Nim się zorientowałam Felix podniósł wiaderko, aby wylać je na Fostera, ale w międzyczasie Ben odwrócił się i zajebał mu kopa w piszczel tak, że się opamiętał.
-Nie wiedziałem, że mamy w nadmiaru pieniędzy i czasu na sprzątanie po was. - warknął na chłopaków.Kabarecik.
-Faceci to jednak jak dzieci. - westchnęła Lucy, tynkująca ścianę.
-Ciesz się, że nie musisz zbierać tynku na szpachlę z Fostera. - zaśmiała się Margaret.
-Weźcie się do pracy. - Bestia klasnął w ręce i wszyscy wrócili do swoich obowiązków. - A ty złaź już. Niedługo zakręci ci się w głowie.
Stoi bez koszulki, więc czego się spodziewa...
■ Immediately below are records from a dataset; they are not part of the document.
//! Growable adjacency-list graph.
//!
//! Used as a convenience input and output format for the operations that
//! are defined on editable graphs (line graph, mutable bidirection).

use super::csr::{Csr, EdgeArray};
use super::immutable::{EdgeDir, ImmutableGraph};
use crate::types::{EdgeId, Result, StrataError, VertexId};

#[derive(Clone, Debug, Default, PartialEq, Eq)]
struct EdgeList {
    nbrs: Vec<VertexId>,
    ids: Vec<EdgeId>,
}

/// Adjacency-list graph that supports adding vertices and edges.
#[derive(Clone, Debug, Default, PartialEq, Eq)]
pub struct MutableGraph {
    succ: Vec<EdgeList>,
    pred: Vec<EdgeList>,
    edge_src: Vec<VertexId>,
    edge_dst: Vec<VertexId>,
    multigraph: bool,
}

impl MutableGraph {
    /// An empty graph. Simple graphs reject parallel edges.
    pub fn new(multigraph: bool) -> Self {
        Self {
            multigraph,
            ..Self::default()
        }
    }

    /// Builds a graph with `num_vertices` vertices and the given edges.
    pub fn from_coo(
        num_vertices: u64,
        src: &[VertexId],
        dst: &[VertexId],
        multigraph: bool,
    ) -> Result<Self> {
        if src.len() != dst.len() {
            return Err(StrataError::Construction(format!(
                "COO length mismatch: {} sources vs {} destinations",
                src.len(),
                dst.len()
            )));
        }
        let mut g = Self::new(multigraph);
        g.add_vertices(num_vertices);
        for (&s, &d) in src.iter().zip(dst) {
            g.add_edge(s, d)
                .map_err(|err| StrataError::Construction(err.to_string()))?;
        }
        Ok(g)
    }

    /// Appends `n` isolated vertices.
    pub fn add_vertices(&mut self, n: u64) {
        let total = self.succ.len() + n as usize;
        self.succ.resize_with(total, EdgeList::default);
        self.pred.resize_with(total, EdgeList::default);
    }

    /// Appends edge `src -> dst` and returns its id.
    pub fn add_edge(&mut self, src: VertexId, dst: VertexId) -> Result<EdgeId> {
        self.check_vertex(src)?;
        self.check_vertex(dst)?;
        if !self.multigraph && self.succ[src as usize].nbrs.contains(&dst) {
            return Err(StrataError::Precondition(format!(
                "edge {src} -> {dst} already exists in a simple graph"
            )));
        }
        let id = self.edge_src.len() as EdgeId;
        self.succ[src as usize].nbrs.push(dst);
        self.succ[src as usize].ids.push(id);
        self.pred[dst as usize].nbrs.push(src);
        self.pred[dst as usize].ids.push(id);
        self.edge_src.push(src);
        self.edge_dst.push(dst);
        Ok(id)
    }

    /// Appends one edge per `(srcs[i], dsts[i])` pair.
    pub fn add_edges(&mut self, srcs: &[VertexId], dsts: &[VertexId]) -> Result<()> {
        if srcs.len() != dsts.len() {
            return Err(StrataError::Query(format!(
                "cannot pair {} sources with {} destinations",
                srcs.len(),
                dsts.len()
            )));
        }
        for (&s, &d) in srcs.iter().zip(dsts) {
            self.add_edge(s, d)?;
        }
        Ok(())
    }

    /// Number of vertices.
    pub fn num_vertices(&self) -> u64 {
        self.succ.len() as u64
    }

    /// Number of edges.
    pub fn num_edges(&self) -> u64 {
        self.edge_src.len() as u64
    }

    /// Whether parallel edges are allowed.
    pub fn is_multigraph(&self) -> bool {
        self.multigraph
    }

    pub(crate) fn check_vertex(&self, v: VertexId) -> Result<()> {
        if v < self.num_vertices() {
            Ok(())
        } else {
            Err(StrataError::Query(format!(
                "vertex {v} out of range 0..{}",
                self.num_vertices()
            )))
        }
    }

    /// Destinations of the out-edges of `v`, in insertion order.
    pub fn successors(&self, v: VertexId) -> Result<&[VertexId]> {
        self.check_vertex(v)?;
        Ok(&self.succ[v as usize].nbrs)
    }

    /// Sources of the in-edges of `v`, in insertion order.
    pub fn predecessors(&self, v: VertexId) -> Result<&[VertexId]> {
        self.check_vertex(v)?;
        Ok(&self.pred[v as usize].nbrs)
    }

    /// Ids of the out-edges of `v`, aligned with [`MutableGraph::successors`].
    pub fn out_edge_ids(&self, v: VertexId) -> Result<&[EdgeId]> {
        self.check_vertex(v)?;
        Ok(&self.succ[v as usize].ids)
    }

    /// Endpoints of edge `eid`.
    pub fn find_edge(&self, eid: EdgeId) -> Result<(VertexId, VertexId)> {
        let idx = eid as usize;
        match (self.edge_src.get(idx), self.edge_dst.get(idx)) {
            (Some(&s), Some(&d)) => Ok((s, d)),
            _ => Err(StrataError::Query(format!(
                "edge {eid} out of range 0..{}",
                self.num_edges()
            ))),
        }
    }

    /// In-edges of every vertex in `vids`, grouped by vertex.
    pub fn in_edges(&self, vids: &[VertexId]) -> Result<EdgeArray> {
        let mut out = EdgeArray::default();
        for &v in vids {
            self.check_vertex(v)?;
            let list = &self.pred[v as usize];
            for (&s, &id) in list.nbrs.iter().zip(&list.ids) {
                out.push(s, v, id);
            }
        }
        Ok(out)
    }

    /// Every edge in id order.
    pub fn edges(&self) -> EdgeArray {
        EdgeArray {
            src: self.edge_src.clone(),
            dst: self.edge_dst.clone(),
            id: (0..self.num_edges()).collect(),
        }
    }

    /// Freezes into an out-indexed [`ImmutableGraph`] with the same edge ids.
    pub fn to_immutable(&self) -> Result<ImmutableGraph> {
        let csr = Csr::from_coo(self.num_vertices(), &self.edge_src, &self.edge_dst, None)?;
        Ok(ImmutableGraph::from_parts(
            csr,
            EdgeDir::Out,
            Some(self.multigraph),
        ))
    }
}
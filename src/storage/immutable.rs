//! Read-only graph backed by one or two CSR directions.
//!
//! The direction supplied at construction is the primary view. The opposite
//! direction is derived on first access through a [`OnceLock`], so concurrent
//! first readers build it exactly once and never observe a partial value.

use std::fmt;
use std::str::FromStr;
use std::sync::{Arc, OnceLock};

use rustc_hash::{FxHashMap, FxHashSet};
use tracing::debug;

use super::csr::{Csr, EdgeArray};
use super::subgraph::Subgraph;
use crate::types::{EdgeId, Result, StrataError, VertexId};

/// Which endpoint a CSR is indexed by.
#[derive(Copy, Clone, Debug, Eq, PartialEq, Hash)]
pub enum EdgeDir {
    /// Rows are destinations; a row lists the sources of its in-edges.
    In,
    /// Rows are sources; a row lists the destinations of its out-edges.
    Out,
}

impl EdgeDir {
    /// The other direction.
    pub fn flip(self) -> Self {
        match self {
            EdgeDir::In => EdgeDir::Out,
            EdgeDir::Out => EdgeDir::In,
        }
    }
}

impl FromStr for EdgeDir {
    type Err = StrataError;

    fn from_str(s: &str) -> Result<Self> {
        match s {
            "in" => Ok(EdgeDir::In),
            "out" => Ok(EdgeDir::Out),
            other => Err(StrataError::Construction(format!(
                "unknown edge direction '{other}', expected 'in' or 'out'"
            ))),
        }
    }
}

impl fmt::Display for EdgeDir {
    fn fmt(&self, f: &mut fmt::Formatter<'_>) -> fmt::Result {
        f.write_str(match self {
            EdgeDir::In => "in",
            EdgeDir::Out => "out",
        })
    }
}

/// Layout requested from [`ImmutableGraph::adjacency`].
#[derive(Copy, Clone, Debug, Eq, PartialEq)]
pub enum AdjFormat {
    /// Row-compressed arrays.
    Csr,
    /// Coordinate list.
    Coo,
}

impl FromStr for AdjFormat {
    type Err = StrataError;

    fn from_str(s: &str) -> Result<Self> {
        match s {
            "csr" => Ok(AdjFormat::Csr),
            "coo" => Ok(AdjFormat::Coo),
            other => Err(StrataError::Query(format!(
                "unknown adjacency format '{other}', expected 'csr' or 'coo'"
            ))),
        }
    }
}

/// Materialized adjacency returned by [`ImmutableGraph::adjacency`].
#[derive(Clone, Debug, PartialEq, Eq)]
pub enum Adjacency {
    /// Shared CSR view.
    Csr(Arc<Csr>),
    /// Coordinate list in row-major order.
    Coo {
        /// Row endpoint of each entry.
        row: Vec<VertexId>,
        /// Column endpoint of each entry.
        col: Vec<VertexId>,
        /// Edge id of each entry.
        edge_ids: Vec<EdgeId>,
    },
}

/// Immutable compressed-adjacency graph.
#[derive(Clone)]
pub struct ImmutableGraph {
    primary: Arc<Csr>,
    primary_dir: EdgeDir,
    derived: OnceLock<Arc<Csr>>,
    multigraph: bool,
    num_bits: u8,
}

impl fmt::Debug for ImmutableGraph {
    fn fmt(&self, f: &mut fmt::Formatter<'_>) -> fmt::Result {
        f.debug_struct("ImmutableGraph")
            .field("num_vertices", &self.num_vertices())
            .field("num_edges", &self.num_edges())
            .field("primary_dir", &self.primary_dir)
            .field("derived_cached", &self.derived.get().is_some())
            .field("multigraph", &self.multigraph)
            .field("num_bits", &self.num_bits)
            .finish()
    }
}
W końcu poddałam się i zeszłam z drabinki, siadając na krześle, które stało na środku całego pomieszczenia. Zamiast mnie, robotę zaczął kontynuować Felix. Ostatnio coraz więcej rzeczy uświadomiło mi o braku Alice. Między innymi fakt, że nie mogę się już jej zwierzyć z tych wszystkich rzeczy dotyczących mnie i Davida, więc finalnie musiałam wszystko zatrzymać dla siebie, bo przecież nie polecę do żadnego chłopaka z ekipy i nie zacznę mu się zwierzać z tego, że trzymał moją dłoń na biegu w jego samochodzie, gdy byłam o niego oparta, pachniał tak cudownie i...boże.
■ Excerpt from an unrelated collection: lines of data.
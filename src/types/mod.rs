#![forbid(unsafe_code)]
//! Identifier aliases and the crate-wide error type.

use std::fmt;
use std::io;

use thiserror::Error;

/// Vertex identifier. Vertices of a graph with `n` vertices are numbered `0..n`.
pub type VertexId = u64;

/// Edge identifier as stored in a CSR `edge_ids` array.
pub type EdgeId = u64;

/// Sentinel reported by id-mapping queries for ids that are not present.
pub const MISSING_ID: i64 = -1;

/// Errors produced by graph construction, graph queries, codecs and transport.
#[derive(Debug, Error)]
pub enum StrataError {
    /// Malformed COO/CSR input rejected at construction time.
    #[error("construction: {0}")]
    Construction(String),
    /// Out-of-range vertex or edge id, or inconsistent query arguments.
    #[error("query: {0}")]
    Query(String),
    /// Decoded bytes do not match the declared layout or carry an unknown kind.
    #[error("protocol: {0}")]
    Protocol(String),
    /// Link-level failure that is not an OS I/O error (closed peer, duplicate sender).
    #[error("transport: {0}")]
    Transport(String),
    /// Socket or stream I/O failure.
    #[error("transport I/O during {context}: {source}")]
    TransportIo {
        /// Operation that was running when the error occurred.
        context: &'static str,
        /// Underlying OS error.
        #[source]
        source: io::Error,
    },
    /// Variant mismatch, size mismatch or an operation unsupported for the input.
    #[error("precondition: {0}")]
    Precondition(String),
}

/// Coarse error taxonomy shared by all components.
#[derive(Copy, Clone, Debug, Eq, PartialEq)]
pub enum ErrorKind {
    /// See [`StrataError::Construction`].
    Construction,
    /// See [`StrataError::Query`].
    Query,
    /// See [`StrataError::Protocol`].
    Protocol,
    /// See [`StrataError::Transport`] and [`StrataError::TransportIo`].
    Transport,
    /// See [`StrataError::Precondition`].
    Precondition,
}

impl StrataError {
    /// Returns the taxonomy bucket this error belongs to.
    pub fn kind(&self) -> ErrorKind {
        match self {
            StrataError::Construction(_) => ErrorKind::Construction,
            StrataError::Query(_) => ErrorKind::Query,
            StrataError::Protocol(_) => ErrorKind::Protocol,
            StrataError::Transport(_) | StrataError::TransportIo { .. } => ErrorKind::Transport,
            StrataError::Precondition(_) => ErrorKind::Precondition,
        }
    }

    pub(crate) fn io(context: &'static str, source: io::Error) -> Self {
        StrataError::TransportIo { context, source }
    }
}

impl fmt::Display for ErrorKind {
    fn fmt(&self, f: &mut fmt::Formatter<'_>) -> fmt::Result {
        let name = match self {
            ErrorKind::Construction => "construction",
            ErrorKind::Query => "query",
            ErrorKind::Protocol => "protocol",
            ErrorKind::Transport => "transport",
            ErrorKind::Precondition => "precondition",
        };
        f.write_str(name)
    }
}

/// Result alias used throughout the crate.
pub type Result<T> = std::result::Result<T, StrataError>;

#[cfg(test)]
mod tests {
    use super::*;

    #[test]
    fn io_errors_map_to_transport_kind() {
        let err = StrataError::io("connect", io::Error::from(io::ErrorKind::ConnectionRefused));
        assert_eq!(err.kind(), ErrorKind::Transport);
        assert!(err.to_string().contains("connect"));
    }

    #[test]
    fn kind_display_is_lowercase() {
        assert_eq!(ErrorKind::Precondition.to_string(), "precondition");
    }
}
use crate::{JourneyState, StateType, identity::UNIQUE_TOKEN_KEY};
use thiserror::Error;

/// Error raised while building a [`JourneyDescriptor`].
#[derive(Debug, Error, PartialEq, Eq)]
pub enum DescriptorError {
    #[error("journey name must not be empty")]
    EmptyName,
    #[error("duplicate dependent key '{0}'")]
    DuplicateDependentKey(String),
    #[error("dependent key '{0}' collides with the reserved unique-token key")]
    ReservedKey(String),
}

/// Immutable metadata describing one journey type: its name, the tag of its
/// state payload, the ordered request keys its identity depends on, and
/// whether each instance carries a freshly minted unique token.
///
/// Built once at route-registration time and indexed by name in a
/// process-wide registry.
#[derive(Debug, Clone, PartialEq, Eq)]
pub struct JourneyDescriptor {
    name: String,
    state_type: StateType,
    dependent_keys: Vec<String>,
    requires_unique_token: bool,
}

impl JourneyDescriptor {
    pub fn new<K>(
        name: impl Into<String>,
        state_type: StateType,
        dependent_keys: impl IntoIterator<Item = K>,
        requires_unique_token: bool,
    ) -> Result<Self, DescriptorError>
    where
        K: Into<String>,
    {
        let name = name.into();
        if name.is_empty() {
            return Err(DescriptorError::EmptyName);
        }
        let mut keys: Vec<String> = Vec::new();
        for key in dependent_keys {
            let key = key.into();
            if key.eq_ignore_ascii_case(UNIQUE_TOKEN_KEY) {
                return Err(DescriptorError::ReservedKey(key));
            }
            if keys.iter().any(|seen| seen.eq_ignore_ascii_case(&key)) {
                return Err(DescriptorError::DuplicateDependentKey(key));
            }
            keys.push(key);
        }
        Ok(Self {
            name,
            state_type,
            dependent_keys: keys,
            requires_unique_token,
        })
    }

    /// Convenience constructor taking the state type from a [`JourneyState`]
    /// implementation.
    pub fn for_state<T, K>(
        name: impl Into<String>,
        dependent_keys: impl IntoIterator<Item = K>,
        requires_unique_token: bool,
    ) -> Result<Self, DescriptorError>
    where
        T: JourneyState,
        K: Into<String>,
    {
        Self::new(name, T::state_type(), dependent_keys, requires_unique_token)
    }

    pub fn name(&self) -> &str {
        &self.name
    }

    pub fn state_type(&self) -> &StateType {
        &self.state_type
    }

    /// Dependent keys in declaration order. Order matters: it fixes the
    /// canonical serialization of every identifier derived from this
    /// descriptor.
    pub fn dependent_keys(&self) -> &[String] {
        &self.dependent_keys
    }

    pub fn requires_unique_token(&self) -> bool {
        self.requires_unique_token
    }
}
Przypomniało mi się, że właśnie z takiego samego wydarzenia zrobiła nam zdjęcie. Staliśmy tutaj na środku tynkowanej piwnicy, gdzie przykładał mi szpachlę do twarzy. Tęskniłam za nią. Ona zawsze zrobiłaby wszystko, abyśmy mogli zbliżyć się do siebie. Wiele razy ją za to nienawidziłam, bo dawała mu zbyt oczywiste sygnały, ale prawda była taka, że bez Alice w ogóle nie ruszyłabym z miejsca i nie odważyłabym się na nic, czego z nim dokonałam.
CZYTASZ
The Beast - JUŻ W SPRZEDAŻY
Teen FictionWrócił, jednak go nie znali. Jego imię, pochodzenie, przeszłość. Nic nie było o nim wiadome. Więc, dlaczego siał postrach wśród mieszkańców? Vivienne nie wierzy, że jest taki zły, ale co będzie, gdy Bestia pokaże swoje rogi? Lub co gorsza...prawdziw...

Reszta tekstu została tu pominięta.